Los homicidios perpetrados en contra de los estudiantes de la normal Isidro Burgos, en Ayotzinapa, Guerrero, resultó la muestra inequívoca del desastre sistémico de las instituciones de justicia y la evidencia cruel de como la corrupción política no distingue signo político alguno. Tanto este hecho, como la grotesca muestra de corrupción desde las más altas esferas en el gobierno del presidente Peña Nieto, no solamente fue la pronta finalización de un apenas naciente sexenio, el carácter dramático de las tragedias que a diario padecemos sino, además, la impostergable necesidad de cambios en todos los niveles y espacios de la vida pública de México.
El antropólogo, Juan Cajas, nos recrea la cruda imagen en una Tijuana agobiada por las redes criminales y sus impactos sociales más funestos. En las páginas de Violencia y narcotráfico, comprendemos por qué la participación social en la redes delictivas calan tan hondo en el ánimo en el ánimo de los olvidados de siempre. En la indignidad de la vida diaria y la precariedad de ingresos, las alternativas no abundan y la economía de las drogas ofrece recursos que el reino de la legalidad cancela.
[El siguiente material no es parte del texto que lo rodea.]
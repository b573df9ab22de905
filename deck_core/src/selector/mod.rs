//! Tag selector - picks facts by required and excluded tags.
//!
//! Selection is a pure read over the stored facts. Bulk updates built on it
//! (such as moving the selected facts' cards to a group) live on `Deck`.

mod query;

pub use query::*;

use std::collections::HashSet;

use crate::facts::{Fact, FactId};

/// Ids of the facts matching `query`.
pub fn select_fact_ids<'a>(
    facts: impl IntoIterator<Item = &'a Fact>,
    query: &TagQuery,
) -> HashSet<FactId> {
    if query.is_empty() {
        return HashSet::new();
    }
    facts
        .into_iter()
        .filter(|fact| query.matches(&fact.tags))
        .map(|fact| fact.id)
        .collect()
}
//! Field definitions.

use serde::{Deserialize, Serialize};

/// One named field of a model.
#[derive(Debug, Clone, PartialEq, Eq, Serialize, Deserialize)]
pub struct FieldDef {
    pub name: String,

    /// An empty value is reported as a `required` problem.
    #[serde(default)]
    pub required: bool,

    /// Values are indexed by checksum and must not repeat across facts.
    #[serde(default)]
    pub unique: bool,
}

impl FieldDef {
    /// Create an optional, non-unique field.
    pub fn new(name: impl Into<String>) -> Self {
        Self {
            name: name.into(),
            required: false,
            unique: false,
        }
    }

    pub fn with_required(mut self, required: bool) -> Self {
        self.required = required;
        self
    }

    pub fn with_unique(mut self, unique: bool) -> Self {
        self.unique = unique;
        self
    }
}
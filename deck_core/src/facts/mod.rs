//! Facts module - the records a deck stores and the cards derived from them.
//!
//! - **Facts**: Field values for one note, plus its tags
//! - **Cards**: One question/answer pair per active template of the fact's model
//! - **Tags**: Whitespace-separated labels, canonicalized on write

mod card;
mod fact;
mod tag;

pub use card::*;
pub use fact::*;
pub use tag::*;
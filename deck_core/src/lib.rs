//! # Deck Core
//!
//! The deck store for Flashdeck. A deck owns facts (notes), the cards
//! generated from them, the groups cards are studied in, and the derived
//! indexes used to query them.
//!
//! ## Core Components
//!
//! - **facts**: Facts, cards and tag canonicalization
//! - **checksum**: The field checksum index behind duplicate detection
//! - **selector**: Tag queries selecting facts by required/excluded tags
//! - **groups**: Group registry with never-reused ids
//! - **deck**: The `Deck` store tying it together, with commit/rollback
//!
//! ## Design Philosophy
//!
//! - **Schema-checked**: Facts only accept fields their model declares
//! - **Derived indexes**: Checksums are rebuilt from field writes, never edited directly
//! - **Explicit side effects**: Operations report cascades (like fact removal) in their results

pub mod checksum;
pub mod deck;
pub mod errors;
pub mod facts;
pub mod groups;
pub mod selector;

pub use checksum::*;
pub use deck::*;
pub use errors::*;
pub use facts::*;
pub use groups::*;
pub use selector::*;
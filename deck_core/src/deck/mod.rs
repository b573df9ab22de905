//! Deck - the store holding models, facts, cards and groups.
//!
//! All mutation goes through `&mut Deck`, so there is a single writer at any
//! time. Every operation either completes or leaves the deck untouched:
//! fallible checks run before the first write. `commit` and `rollback` mark
//! and restore checkpoints across operations.

mod problems;

pub use problems::*;
use problems::check_fact;

use card_models::{DeckConfig, Model, ModelId, StockModels};
use std::collections::{HashMap, HashSet};
use tracing::{debug, info, warn};

use crate::checksum::ChecksumIndex;
use crate::errors::{DeckError, DeckResult};
use crate::facts::{
    canonify_tags, join_tags, merge_tags, parse_tags, remove_tags, Card, CardId, Fact, FactId,
};
use crate::groups::{Group, GroupId, GroupRegistry};
use crate::selector::{select_fact_ids, TagQuery};

/// Outcome of deleting a card.
#[derive(Debug, Clone, Copy, PartialEq, Eq)]
pub struct CardDeletion {
    /// The card was its fact's last, so the fact was deleted too.
    pub fact_deleted: bool,
}

/// Everything a checkpoint captures.
#[derive(Debug, Clone)]
struct DeckState {
    models: HashMap<ModelId, Model>,
    current_model: ModelId,
    facts: HashMap<FactId, Fact>,
    cards: HashMap<CardId, Card>,
    /// Index: Fact -> its cards.
    fact_cards: HashMap<FactId, Vec<CardId>>,
    checksums: ChecksumIndex,
    groups: GroupRegistry,
    study_groups: Vec<GroupId>,
}

#[derive(Debug)]
pub struct Deck {
    config: DeckConfig,
    state: DeckState,
    checkpoint: DeckState,
}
Marcela Lagarde, emprende un estudio a propósito de la cada vez más generalizada muestra de violencia y asesinatos en contra de las mujeres. Su diagnóstico no puede ser más revelador de la dislocación de los roles al interior de las familias mexicanas, así como la falta de coherencia entre una sociedad que tiene impulsos conservadores frente a una responsabilidad y participación cada vez más activa de las mujeres dentro y fuera del espacio doméstico. Entre 1999 y el año 2005, más de 6 mil mujeres perdieron la vida en condiciones que se presume fueron producto de crímenes de odio. En su momento, los cifras no eran sistemáticas y resultaban pocas la instancias gubernamentales que se enfocaban a la atención de este terrorífico fenómeno. Por estas razones es que se emprendió una investigación dirigida a examinar el tema de la violencia feminicida en 10 entidades del país, entre las que se incluían a Baja California, Chiapas, Distrito Federal, Chihuahua, Estado de México, Guerrero, Morelos, Oaxaca, Veracruz y Sonora. El estudio fue pionero en el análisis de estos casos y fue materia para el diseño de algunas leyes con el propósito de tipificar esos delitos y detener la escalada de asesinatos, pero sus resultados han sido más bien modestos.
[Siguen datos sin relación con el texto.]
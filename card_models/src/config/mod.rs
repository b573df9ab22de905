//! Deck configuration, read from TOML.

use serde::{Deserialize, Serialize};
use std::path::Path;

use crate::errors::ModelResult;

/// Settings applied when a deck is created.
///
/// Every key is optional; missing keys fall back to [`DeckConfig::default`].
///
/// ```toml
/// default_group_name = "Default"
/// default_model = "Basic"
/// study_groups = []
/// ```
#[derive(Debug, Clone, PartialEq, Eq, Serialize, Deserialize)]
#[serde(default)]
pub struct DeckConfig {
    /// Name of the group every deck starts with (id 1).
    pub default_group_name: String,

    /// Stock note type used by `new_fact`.
    pub default_model: String,

    /// Groups selected for study. Empty means every group is shown.
    pub study_groups: Vec<u32>,
}

impl Default for DeckConfig {
    fn default() -> Self {
        Self {
            default_group_name: "Default".to_string(),
            default_model: "Basic".to_string(),
            study_groups: Vec::new(),
        }
    }
}

impl DeckConfig {
    pub fn from_toml_str(text: &str) -> ModelResult<Self> {
        Ok(toml::from_str(text)?)
    }

    /// Load configuration from a TOML file.
    pub fn load(path: impl AsRef<Path>) -> ModelResult<Self> {
        let text = std::fs::read_to_string(path)?;
        Self::from_toml_str(&text)
    }

    pub fn to_toml_string(&self) -> ModelResult<String> {
        Ok(toml::to_string(self)?)
    }
}

#[cfg(test)]
mod tests {
    use super::*;
    use crate::errors::ModelError;

    #[test]
    fn test_defaults() {
        let config = DeckConfig::default();
        assert_eq!(config.default_group_name, "Default");
        assert_eq!(config.default_model, "Basic");
        assert!(config.study_groups.is_empty());
    }

    #[test]
    fn test_partial_toml_uses_defaults() {
        let config = DeckConfig::from_toml_str("default_model = \"Cloze\"\n").unwrap();
        assert_eq!(config.default_model, "Cloze");
        assert_eq!(config.default_group_name, "Default");
    }

    #[test]
    fn test_full_toml() {
        let config = DeckConfig::from_toml_str(
            r#"
            default_group_name = "Inbox"
            default_model = "Basic"
            study_groups = [1, 4]
            "#,
        )
        .unwrap();
        assert_eq!(config.default_group_name, "Inbox");
        assert_eq!(config.study_groups, vec![1, 4]);
    }

    #[test]
    fn test_invalid_toml() {
        let err = DeckConfig::from_toml_str("study_groups = \"all\"").unwrap_err();
        assert!(matches!(err, ModelError::Config(_)));
    }

    #[test]
    fn test_encode_then_parse() {
        let config = DeckConfig {
            default_group_name: "Main".to_string(),
            ..DeckConfig::default()
        };
        let text = config.to_toml_string().unwrap();
        assert_eq!(DeckConfig::from_toml_str(&text).unwrap(), config);
    }

    #[test]
    fn test_load_missing_file() {
        let err = DeckConfig::load("/nonexistent/flashdeck/deck.toml").unwrap_err();
        assert!(matches!(err, ModelError::Io(_)));
    }
}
Rosío Córdova, otra antropóloga e investigadora de la Universidad Veracruzana, advierte sobre los grandes peligros que acechan la vida cotidiana de las mujeres que se materializan en cifras crecientes de homicidios cometidos en su contra. Sus reflexiones coinciden con la de Lagarde en términos de la tendencia incremental del asesinato en contra de la mujeres. Reconoce los aportes del marco legal que ofrece un entorno institucional para protegerlas, a través de las declaratorias de las alertas de género. Sin embargo, hasta la fecha esos esfuerzos no han sido lo suficientemente disuasivos para detener la violencia feminicida.
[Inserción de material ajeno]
//! Cluster bus adapter.
//!
//! Nodes share [`DistanceEvent`]s over named channels. Messages travel as
//! JSON-encoded [`ClusterMessage`] frames so that any transport carrying text
//! can back the bus; [`InMemoryClusterBus`] is the single-process transport
//! used by a standalone node and by tests.

use std::sync::atomic::{AtomicU64, Ordering};
use std::sync::Arc;

use async_trait::async_trait;
use serde::{Deserialize, Serialize};
use thiserror::Error;
use tokio::sync::broadcast;
use tokio::task::JoinHandle;
use tracing::{debug, warn};
use uuid::Uuid;

use crate::error::ProximaError;
use crate::tag::DistanceEvent;

/// Channel carrying every node's distance observations.
pub const NEW_DISTANCE_CHANNEL: &str = "ble.new-distance";

/// Default number of frames buffered per subscriber.
pub const DEFAULT_CHANNEL_CAPACITY: usize = 1024;

/// Errors raised by the cluster bus.
#[derive(Debug, Error)]
pub enum BusError {
    /// An event could not be serialized.
    #[error("failed to encode cluster message: {0}")]
    Encode(#[source] serde_json::Error),

    /// A frame could not be deserialized.
    #[error("failed to decode cluster message: {0}")]
    Decode(#[source] serde_json::Error),

    /// Nobody is listening on the bus.
    #[error("no open subscription for channel '{channel}'")]
    Closed {
        /// Channel the message was published on.
        channel: String,
    },
}

/// Envelope of every frame on the bus.
#[derive(Debug, Clone, PartialEq, Serialize, Deserialize)]
pub struct ClusterMessage {
    /// Unique message id.
    pub id: Uuid,
    /// Channel name.
    pub channel: String,
    /// Instance name of the publishing node.
    pub sender: String,
    /// Channel-specific payload.
    pub payload: serde_json::Value,
}

impl ClusterMessage {
    /// Wrap `event` for `channel`.
    ///
    /// # Errors
    ///
    /// Returns [`BusError::Encode`] if the event cannot be serialized.
    pub fn new(channel: &str, sender: &str, event: &DistanceEvent) -> Result<Self, BusError> {
        Ok(Self {
            id: Uuid::new_v4(),
            channel: channel.to_string(),
            sender: sender.to_string(),
            payload: serde_json::to_value(event).map_err(BusError::Encode)?,
        })
    }

    /// Parse a wire frame.
    ///
    /// # Errors
    ///
    /// Returns [`BusError::Decode`] if the frame is not a valid message.
    pub fn decode(frame: &str) -> Result<Self, BusError> {
        serde_json::from_str(frame).map_err(BusError::Decode)
    }

    /// Serialize to a wire frame.
    ///
    /// # Errors
    ///
    /// Returns [`BusError::Encode`] if serialization fails.
    pub fn encode(&self) -> Result<String, BusError> {
        serde_json::to_string(self).map_err(BusError::Encode)
    }

    /// Extract the distance event carried by this message.
    ///
    /// # Errors
    ///
    /// Returns [`BusError::Decode`] if the payload is not a distance event.
    pub fn event(&self) -> Result<DistanceEvent, BusError> {
        DistanceEvent::deserialize(&self.payload).map_err(BusError::Decode)
    }
}

/// Receiver of events delivered through [`ClusterBus::on`].
#[async_trait]
pub trait BusHandler: Send + Sync {
    /// Handle one event.
    async fn handle(&self, event: DistanceEvent);
}

/// Transport shared by all nodes of a cluster.
#[async_trait]
pub trait ClusterBus: Send + Sync + std::fmt::Debug {
    /// Publish `event` on `channel`, returning the number of receivers.
    ///
    /// # Errors
    ///
    /// Returns [`BusError`] if the event cannot be encoded or nobody listens.
    async fn publish(&self, channel: &str, event: &DistanceEvent) -> Result<usize, BusError>;

    /// Subscribe to `channel`.
    fn subscribe(&self, channel: &str) -> BusSubscription;

    /// Deliver every event on `channel` to `handler` from a background task.
    fn on(&self, channel: &str, handler: Arc<dyn BusHandler>) -> JoinHandle<()> {
        let mut subscription = self.subscribe(channel);
        tokio::spawn(async move {
            while let Some(event) = subscription.recv().await {
                handler.handle(event).await;
            }
            debug!(channel = %subscription.channel, "Cluster subscription closed");
        })
    }
}

/// Subscription to one channel.
#[derive(Debug)]
pub struct BusSubscription {
    channel: String,
    receiver: broadcast::Receiver<Arc<str>>,
}

impl BusSubscription {
    /// Channel this subscription listens on.
    #[must_use]
    pub fn channel(&self) -> &str {
        &self.channel
    }

    /// Receive the next event on this channel.
    ///
    /// Frames for other channels are skipped, as are undecodable frames and
    /// frames dropped while the subscriber lagged. Returns `None` once the bus
    /// is gone.
    pub async fn recv(&mut self) -> Option<DistanceEvent> {
        loop {
            let frame = match self.receiver.recv().await {
                Ok(frame) => frame,
                Err(broadcast::error::RecvError::Closed) => return None,
                Err(broadcast::error::RecvError::Lagged(count)) => {
                    warn!(channel = %self.channel, lagged = count, "Subscriber lagged, frames dropped");
                    continue;
                }
            };

            let message = match ClusterMessage::decode(&frame) {
                Ok(message) => message,
                Err(e) => {
                    let error = ProximaError::from(e);
                    warn!(
                        channel = %self.channel,
                        code = error.error_code(),
                        error = %error,
                        "Skipping malformed frame"
                    );
                    continue;
                }
            };
            if message.channel != self.channel {
                continue;
            }
            match message.event() {
                Ok(event) => return Some(event),
                Err(e) => {
                    let error = ProximaError::from(e);
                    warn!(
                        channel = %self.channel,
                        message_id = %message.id,
                        sender = %message.sender,
                        code = error.error_code(),
                        error = %error,
                        "Skipping message with malformed payload"
                    );
                }
            }
        }
    }
}

/// Bus confined to one process, backed by `tokio::sync::broadcast`.
#[derive(Debug)]
pub struct InMemoryClusterBus {
    node_name: String,
    sender: broadcast::Sender<Arc<str>>,
    published: AtomicU64,
}

impl InMemoryClusterBus {
    /// Create a bus for the node `node_name`.
    #[must_use]
    pub fn new(node_name: impl Into<String>) -> Self {
        Self::with_capacity(node_name, DEFAULT_CHANNEL_CAPACITY)
    }

    /// Create a bus buffering `capacity` frames per subscriber.
    #[must_use]
    pub fn with_capacity(node_name: impl Into<String>, capacity: usize) -> Self {
        let (sender, _) = broadcast::channel(capacity);
        Self {
            node_name: node_name.into(),
            sender,
            published: AtomicU64::new(0),
        }
    }

    /// Inject a raw frame as if it had arrived from another node.
    ///
    /// Returns the number of receivers; frames with no receiver are dropped.
    pub fn deliver(&self, frame: &str) -> usize {
        self.sender.send(Arc::from(frame)).unwrap_or(0)
    }

    /// Number of open subscriptions.
    #[must_use]
    pub fn subscriber_count(&self) -> usize {
        self.sender.receiver_count()
    }

    /// Number of messages published by this node.
    #[must_use]
    pub fn published(&self) -> u64 {
        self.published.load(Ordering::Relaxed)
    }
}

#[async_trait]
impl ClusterBus for InMemoryClusterBus {
    async fn publish(&self, channel: &str, event: &DistanceEvent) -> Result<usize, BusError> {
        let frame = ClusterMessage::new(channel, &self.node_name, event)?.encode()?;
        self.published.fetch_add(1, Ordering::Relaxed);

        let receivers = self
            .sender
            .send(Arc::from(frame))
            .map_err(|_| BusError::Closed {
                channel: channel.to_string(),
            })?;
        debug!(channel, tag_id = %event.tag_id, receivers, "Published cluster message");
        Ok(receivers)
    }

    fn subscribe(&self, channel: &str) -> BusSubscription {
        BusSubscription {
            channel: channel.to_string(),
            receiver: self.sender.subscribe(),
        }
    }
}

#[cfg(test)]
mod tests {
    use super::*;
    use chrono::Utc;
    use std::sync::Mutex;
    use tokio_test::{assert_err, assert_ok};

    fn event(origin: &str) -> DistanceEvent {
        DistanceEvent {
            instance_name: origin.into(),
            tag_id: "aabbcc".into(),
            tag_name: "Keys".into(),
            peripheral_id: "aabbcc".into(),
            is_app: false,
            rssi: -70.0,
            measured_power: -59,
            distance: 3.2,
            out_of_range: false,
            battery_level: Some(90),
            observed_at: Utc::now(),
        }
    }

    #[tokio::test]
    async fn test_publish_without_subscribers_fails() {
        let bus = InMemoryClusterBus::new("node-a");
        let result = bus.publish(NEW_DISTANCE_CHANNEL, &event("node-a")).await;
        assert!(matches!(assert_err!(result), BusError::Closed { .. }));
        assert_eq!(bus.published(), 1);
    }

    #[tokio::test]
    async fn test_subscriber_receives_event() {
        let bus = InMemoryClusterBus::new("node-a");
        let mut subscription = bus.subscribe(NEW_DISTANCE_CHANNEL);

        let sent = event("node-a");
        let receivers = assert_ok!(bus.publish(NEW_DISTANCE_CHANNEL, &sent).await);
        assert_eq!(receivers, 1);

        assert_eq!(subscription.recv().await.unwrap(), sent);
    }

    #[tokio::test]
    async fn test_other_channels_are_skipped() {
        let bus = InMemoryClusterBus::new("node-a");
        let mut subscription = bus.subscribe(NEW_DISTANCE_CHANNEL);

        assert_ok!(bus.publish("ble.other", &event("node-a")).await);
        assert_ok!(bus.publish(NEW_DISTANCE_CHANNEL, &event("node-b")).await);

        let received = subscription.recv().await.unwrap();
        assert_eq!(received.instance_name, "node-b");
    }

    #[tokio::test]
    async fn test_malformed_frames_are_skipped() {
        let bus = InMemoryClusterBus::new("node-a");
        let mut subscription = bus.subscribe(NEW_DISTANCE_CHANNEL);

        bus.deliver("not json");
        bus.deliver(
            &serde_json::json!({
                "id": Uuid::new_v4(),
                "channel": NEW_DISTANCE_CHANNEL,
                "sender": "node-c",
                "payload": {"tagId": "aabbcc"}
            })
            .to_string(),
        );
        let valid = ClusterMessage::new(NEW_DISTANCE_CHANNEL, "node-b", &event("node-b"))
            .unwrap()
            .encode()
            .unwrap();
        bus.deliver(&valid);

        let received = subscription.recv().await.unwrap();
        assert_eq!(received.instance_name, "node-b");
    }

    #[tokio::test]
    async fn test_lagging_subscriber_skips_dropped_frames() {
        let bus = InMemoryClusterBus::with_capacity("node-a", 2);
        let mut subscription = bus.subscribe(NEW_DISTANCE_CHANNEL);

        for origin in ["node-1", "node-2", "node-3", "node-4"] {
            assert_ok!(bus.publish(NEW_DISTANCE_CHANNEL, &event(origin)).await);
        }

        let received = subscription.recv().await.unwrap();
        assert_eq!(received.instance_name, "node-3");
    }

    #[test]
    fn test_message_envelope_shape() {
        let message = ClusterMessage::new(NEW_DISTANCE_CHANNEL, "node-a", &event("node-a")).unwrap();
        let json: serde_json::Value = serde_json::from_str(&message.encode().unwrap()).unwrap();

        assert_eq!(json["channel"], NEW_DISTANCE_CHANNEL);
        assert_eq!(json["sender"], "node-a");
        assert_eq!(json["payload"]["instanceName"], "node-a");
        assert_eq!(json["payload"]["tagId"], "aabbcc");
    }

    struct Collector(Mutex<Vec<DistanceEvent>>);

    #[async_trait]
    impl BusHandler for Collector {
        async fn handle(&self, event: DistanceEvent) {
            self.0.lock().unwrap().push(event);
        }
    }

    #[tokio::test]
    async fn test_on_delivers_to_handler() {
        let bus = InMemoryClusterBus::new("node-a");
        let collector = Arc::new(Collector(Mutex::new(Vec::new())));
        let task = bus.on(NEW_DISTANCE_CHANNEL, collector.clone());

        assert_ok!(bus.publish(NEW_DISTANCE_CHANNEL, &event("node-b")).await);
        for _ in 0..10 {
            tokio::task::yield_now().await;
        }

        assert_eq!(collector.0.lock().unwrap().len(), 1);
        task.abort();
    }
}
Para terminar de cerrar este cuadro altamente preocupante, puede resultar una hipótesis viable que las medidas de confinamiento establecidas con el propósito de impedir la propagación de los contagios por el covid, estén produciendo conflictos adicionales al interior de las familias. Cuando los espacios se hacen pequeños por el imperativo de quedarnos en casa, es lógico que se produzcan roces e incomodidades. Se requieren altas dosis de comprensión y tolerancia para que la situación no se desborde. La reclusión “voluntaria”, además, produce sobrecargas en el trabajo doméstico que terminan por desbordar inequidades sempiternas. Pero, a decir verdad, no contamos con datos fiables que permitan asegurar de manera contundente cuál ha sido el impacto del covid en estos términos. De todas formas, la generalización del fenómeno si no en todas, en la mayoría de las entidades federativas, es una situación que no debemos permitir que siga ocurriendo en el país. Si nada de lo humano nos resulta ajeno, detener esta sangría que tiene como víctima a las mujeres es una obligación impostergable de todos.